## TASK GOAL
Copy the lines below that contain "operand".

↓

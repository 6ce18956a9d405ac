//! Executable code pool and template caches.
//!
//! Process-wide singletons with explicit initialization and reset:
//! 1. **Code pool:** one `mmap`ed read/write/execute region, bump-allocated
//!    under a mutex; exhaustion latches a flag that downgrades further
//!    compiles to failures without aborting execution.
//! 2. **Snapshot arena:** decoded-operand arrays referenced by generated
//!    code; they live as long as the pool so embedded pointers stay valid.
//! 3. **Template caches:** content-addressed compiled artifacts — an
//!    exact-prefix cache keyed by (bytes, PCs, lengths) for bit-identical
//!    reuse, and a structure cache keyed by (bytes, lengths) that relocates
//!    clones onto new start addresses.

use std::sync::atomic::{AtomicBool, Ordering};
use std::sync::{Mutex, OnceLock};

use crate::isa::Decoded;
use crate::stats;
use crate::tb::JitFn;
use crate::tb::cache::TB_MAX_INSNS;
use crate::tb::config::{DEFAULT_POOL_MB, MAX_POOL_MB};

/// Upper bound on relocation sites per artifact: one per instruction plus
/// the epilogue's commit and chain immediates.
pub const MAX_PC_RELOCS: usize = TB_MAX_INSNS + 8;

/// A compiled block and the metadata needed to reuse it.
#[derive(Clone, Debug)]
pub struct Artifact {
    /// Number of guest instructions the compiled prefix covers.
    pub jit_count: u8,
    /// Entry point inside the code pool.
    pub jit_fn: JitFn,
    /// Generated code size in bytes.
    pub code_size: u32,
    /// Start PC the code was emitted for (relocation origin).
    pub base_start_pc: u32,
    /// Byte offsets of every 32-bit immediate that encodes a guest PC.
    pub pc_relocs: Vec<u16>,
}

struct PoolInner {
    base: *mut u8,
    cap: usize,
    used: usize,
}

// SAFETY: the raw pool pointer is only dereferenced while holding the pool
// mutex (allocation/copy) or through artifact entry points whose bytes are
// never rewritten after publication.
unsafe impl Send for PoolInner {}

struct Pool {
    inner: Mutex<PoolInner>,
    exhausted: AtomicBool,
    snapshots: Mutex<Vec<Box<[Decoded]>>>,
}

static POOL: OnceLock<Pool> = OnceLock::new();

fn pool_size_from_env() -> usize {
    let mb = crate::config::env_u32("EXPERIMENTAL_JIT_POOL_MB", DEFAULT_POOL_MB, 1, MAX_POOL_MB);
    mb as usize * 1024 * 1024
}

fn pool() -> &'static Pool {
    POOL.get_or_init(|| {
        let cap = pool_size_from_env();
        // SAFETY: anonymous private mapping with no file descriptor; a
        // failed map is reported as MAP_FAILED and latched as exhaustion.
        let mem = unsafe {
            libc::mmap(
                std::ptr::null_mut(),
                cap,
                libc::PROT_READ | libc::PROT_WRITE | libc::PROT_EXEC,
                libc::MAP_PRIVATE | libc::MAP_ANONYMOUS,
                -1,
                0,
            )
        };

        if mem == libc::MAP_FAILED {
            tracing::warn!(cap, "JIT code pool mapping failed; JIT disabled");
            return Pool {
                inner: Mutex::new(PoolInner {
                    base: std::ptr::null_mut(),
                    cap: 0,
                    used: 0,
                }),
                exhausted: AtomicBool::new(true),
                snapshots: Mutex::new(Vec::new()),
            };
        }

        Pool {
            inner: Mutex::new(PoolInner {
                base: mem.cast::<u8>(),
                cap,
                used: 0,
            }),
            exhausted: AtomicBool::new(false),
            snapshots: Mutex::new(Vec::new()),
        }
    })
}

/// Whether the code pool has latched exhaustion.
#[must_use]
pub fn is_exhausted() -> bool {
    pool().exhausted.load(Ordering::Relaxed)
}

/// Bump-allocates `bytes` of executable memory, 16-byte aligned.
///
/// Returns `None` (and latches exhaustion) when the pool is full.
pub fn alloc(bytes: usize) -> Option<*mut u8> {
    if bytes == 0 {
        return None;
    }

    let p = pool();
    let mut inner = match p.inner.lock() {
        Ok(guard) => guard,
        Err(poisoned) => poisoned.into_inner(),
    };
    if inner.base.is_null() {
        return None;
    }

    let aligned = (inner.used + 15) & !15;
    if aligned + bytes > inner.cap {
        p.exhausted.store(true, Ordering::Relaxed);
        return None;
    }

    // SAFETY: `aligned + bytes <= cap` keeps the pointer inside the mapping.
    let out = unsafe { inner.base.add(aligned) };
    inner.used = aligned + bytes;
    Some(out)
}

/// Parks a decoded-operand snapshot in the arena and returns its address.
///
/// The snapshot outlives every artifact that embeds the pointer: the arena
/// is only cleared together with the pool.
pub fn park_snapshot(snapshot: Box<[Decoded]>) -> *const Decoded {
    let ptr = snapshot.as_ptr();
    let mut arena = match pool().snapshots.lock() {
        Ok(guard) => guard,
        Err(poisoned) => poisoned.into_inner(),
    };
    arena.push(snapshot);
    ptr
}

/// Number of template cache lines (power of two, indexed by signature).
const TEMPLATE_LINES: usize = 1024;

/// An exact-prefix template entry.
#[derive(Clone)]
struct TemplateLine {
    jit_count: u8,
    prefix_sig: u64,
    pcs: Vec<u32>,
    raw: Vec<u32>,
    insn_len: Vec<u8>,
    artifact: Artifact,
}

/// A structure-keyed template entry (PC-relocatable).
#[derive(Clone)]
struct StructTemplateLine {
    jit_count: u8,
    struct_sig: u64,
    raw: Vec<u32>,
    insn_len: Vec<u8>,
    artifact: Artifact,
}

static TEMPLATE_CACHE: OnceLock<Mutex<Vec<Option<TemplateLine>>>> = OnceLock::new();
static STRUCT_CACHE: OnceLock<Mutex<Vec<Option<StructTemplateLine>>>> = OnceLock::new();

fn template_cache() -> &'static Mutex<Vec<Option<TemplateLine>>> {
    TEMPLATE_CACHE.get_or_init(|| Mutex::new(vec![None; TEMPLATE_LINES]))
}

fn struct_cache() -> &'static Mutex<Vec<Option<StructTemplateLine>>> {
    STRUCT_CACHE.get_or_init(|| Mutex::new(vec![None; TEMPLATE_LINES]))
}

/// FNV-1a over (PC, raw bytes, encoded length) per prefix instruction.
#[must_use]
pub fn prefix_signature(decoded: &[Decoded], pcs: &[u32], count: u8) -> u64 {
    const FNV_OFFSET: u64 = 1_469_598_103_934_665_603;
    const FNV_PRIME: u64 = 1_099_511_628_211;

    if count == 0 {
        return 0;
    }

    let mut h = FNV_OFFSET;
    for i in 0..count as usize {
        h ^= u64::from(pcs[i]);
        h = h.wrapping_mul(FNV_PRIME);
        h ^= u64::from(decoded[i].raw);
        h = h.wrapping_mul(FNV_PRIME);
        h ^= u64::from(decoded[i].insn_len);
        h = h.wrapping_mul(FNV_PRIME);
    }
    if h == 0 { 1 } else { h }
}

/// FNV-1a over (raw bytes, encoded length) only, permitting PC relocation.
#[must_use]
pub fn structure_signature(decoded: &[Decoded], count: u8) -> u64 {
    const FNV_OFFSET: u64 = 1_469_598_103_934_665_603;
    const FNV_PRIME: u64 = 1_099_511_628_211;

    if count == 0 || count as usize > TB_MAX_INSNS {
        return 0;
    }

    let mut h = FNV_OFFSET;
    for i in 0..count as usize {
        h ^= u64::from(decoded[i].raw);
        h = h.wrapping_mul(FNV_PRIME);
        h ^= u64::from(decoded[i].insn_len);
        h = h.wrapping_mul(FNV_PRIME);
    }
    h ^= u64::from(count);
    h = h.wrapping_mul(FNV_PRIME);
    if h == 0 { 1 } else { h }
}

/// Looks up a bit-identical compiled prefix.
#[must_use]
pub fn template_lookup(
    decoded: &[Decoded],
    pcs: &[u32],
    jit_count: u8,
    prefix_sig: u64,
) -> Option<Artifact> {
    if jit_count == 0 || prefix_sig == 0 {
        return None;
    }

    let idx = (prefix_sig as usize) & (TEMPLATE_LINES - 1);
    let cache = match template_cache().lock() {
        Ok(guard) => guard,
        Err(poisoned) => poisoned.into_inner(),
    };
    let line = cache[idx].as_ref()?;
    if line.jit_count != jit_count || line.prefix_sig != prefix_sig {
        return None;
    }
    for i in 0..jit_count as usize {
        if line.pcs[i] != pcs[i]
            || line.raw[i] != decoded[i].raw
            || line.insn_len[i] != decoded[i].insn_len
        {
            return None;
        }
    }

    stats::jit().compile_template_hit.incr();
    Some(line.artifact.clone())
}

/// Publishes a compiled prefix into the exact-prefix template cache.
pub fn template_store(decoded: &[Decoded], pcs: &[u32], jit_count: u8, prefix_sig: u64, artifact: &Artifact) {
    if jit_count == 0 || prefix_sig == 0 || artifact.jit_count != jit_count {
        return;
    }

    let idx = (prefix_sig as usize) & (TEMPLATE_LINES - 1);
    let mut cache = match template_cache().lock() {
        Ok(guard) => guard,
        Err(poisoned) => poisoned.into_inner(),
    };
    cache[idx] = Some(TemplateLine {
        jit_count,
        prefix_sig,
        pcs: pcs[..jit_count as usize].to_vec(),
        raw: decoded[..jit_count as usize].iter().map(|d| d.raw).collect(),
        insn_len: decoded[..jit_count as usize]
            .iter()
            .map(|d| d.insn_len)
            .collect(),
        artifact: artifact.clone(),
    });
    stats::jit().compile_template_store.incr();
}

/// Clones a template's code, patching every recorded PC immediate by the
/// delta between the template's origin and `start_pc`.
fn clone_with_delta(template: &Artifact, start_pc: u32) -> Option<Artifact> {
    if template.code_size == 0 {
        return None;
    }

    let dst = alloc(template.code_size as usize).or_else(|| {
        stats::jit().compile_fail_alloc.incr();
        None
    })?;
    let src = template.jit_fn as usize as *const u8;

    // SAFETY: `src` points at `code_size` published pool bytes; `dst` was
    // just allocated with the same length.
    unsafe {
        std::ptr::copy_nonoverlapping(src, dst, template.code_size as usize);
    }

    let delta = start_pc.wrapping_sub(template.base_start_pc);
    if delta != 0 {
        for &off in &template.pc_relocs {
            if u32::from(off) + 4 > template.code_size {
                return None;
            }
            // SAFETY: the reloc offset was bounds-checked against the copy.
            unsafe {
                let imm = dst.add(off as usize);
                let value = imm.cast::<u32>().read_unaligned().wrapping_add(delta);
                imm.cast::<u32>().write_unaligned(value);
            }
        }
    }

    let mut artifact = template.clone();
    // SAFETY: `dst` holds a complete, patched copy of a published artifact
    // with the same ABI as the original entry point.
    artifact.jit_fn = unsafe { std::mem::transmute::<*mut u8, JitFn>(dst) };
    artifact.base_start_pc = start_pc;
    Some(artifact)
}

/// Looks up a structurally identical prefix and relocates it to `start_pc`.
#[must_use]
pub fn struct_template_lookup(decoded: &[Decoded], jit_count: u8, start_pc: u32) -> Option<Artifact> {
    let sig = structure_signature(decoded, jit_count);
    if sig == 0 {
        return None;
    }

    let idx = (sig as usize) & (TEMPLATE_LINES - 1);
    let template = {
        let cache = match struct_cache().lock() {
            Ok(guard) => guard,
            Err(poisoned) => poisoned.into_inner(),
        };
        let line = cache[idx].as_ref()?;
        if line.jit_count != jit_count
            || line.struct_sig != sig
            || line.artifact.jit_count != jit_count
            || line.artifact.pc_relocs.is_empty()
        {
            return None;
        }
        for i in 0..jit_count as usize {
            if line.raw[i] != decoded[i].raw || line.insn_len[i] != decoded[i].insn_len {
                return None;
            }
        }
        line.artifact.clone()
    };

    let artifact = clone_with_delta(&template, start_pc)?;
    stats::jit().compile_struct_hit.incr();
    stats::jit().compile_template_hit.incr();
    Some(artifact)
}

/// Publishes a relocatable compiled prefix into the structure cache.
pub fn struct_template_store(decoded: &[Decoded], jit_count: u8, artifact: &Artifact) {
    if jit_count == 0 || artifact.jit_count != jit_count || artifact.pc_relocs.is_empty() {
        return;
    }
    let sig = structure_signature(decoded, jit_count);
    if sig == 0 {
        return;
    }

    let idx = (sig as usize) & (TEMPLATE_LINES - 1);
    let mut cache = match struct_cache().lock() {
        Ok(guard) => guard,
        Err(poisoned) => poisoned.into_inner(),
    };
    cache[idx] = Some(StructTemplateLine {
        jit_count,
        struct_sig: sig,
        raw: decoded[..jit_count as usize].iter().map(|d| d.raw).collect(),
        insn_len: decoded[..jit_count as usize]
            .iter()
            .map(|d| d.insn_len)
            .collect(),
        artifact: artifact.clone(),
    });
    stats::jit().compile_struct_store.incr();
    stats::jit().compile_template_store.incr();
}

↑

## EXERCISE OUTPUT
//! 2. **Snapshot arena:** decoded-operand arrays referenced by generated
/// Parks a decoded-operand snapshot in the arena and returns its address.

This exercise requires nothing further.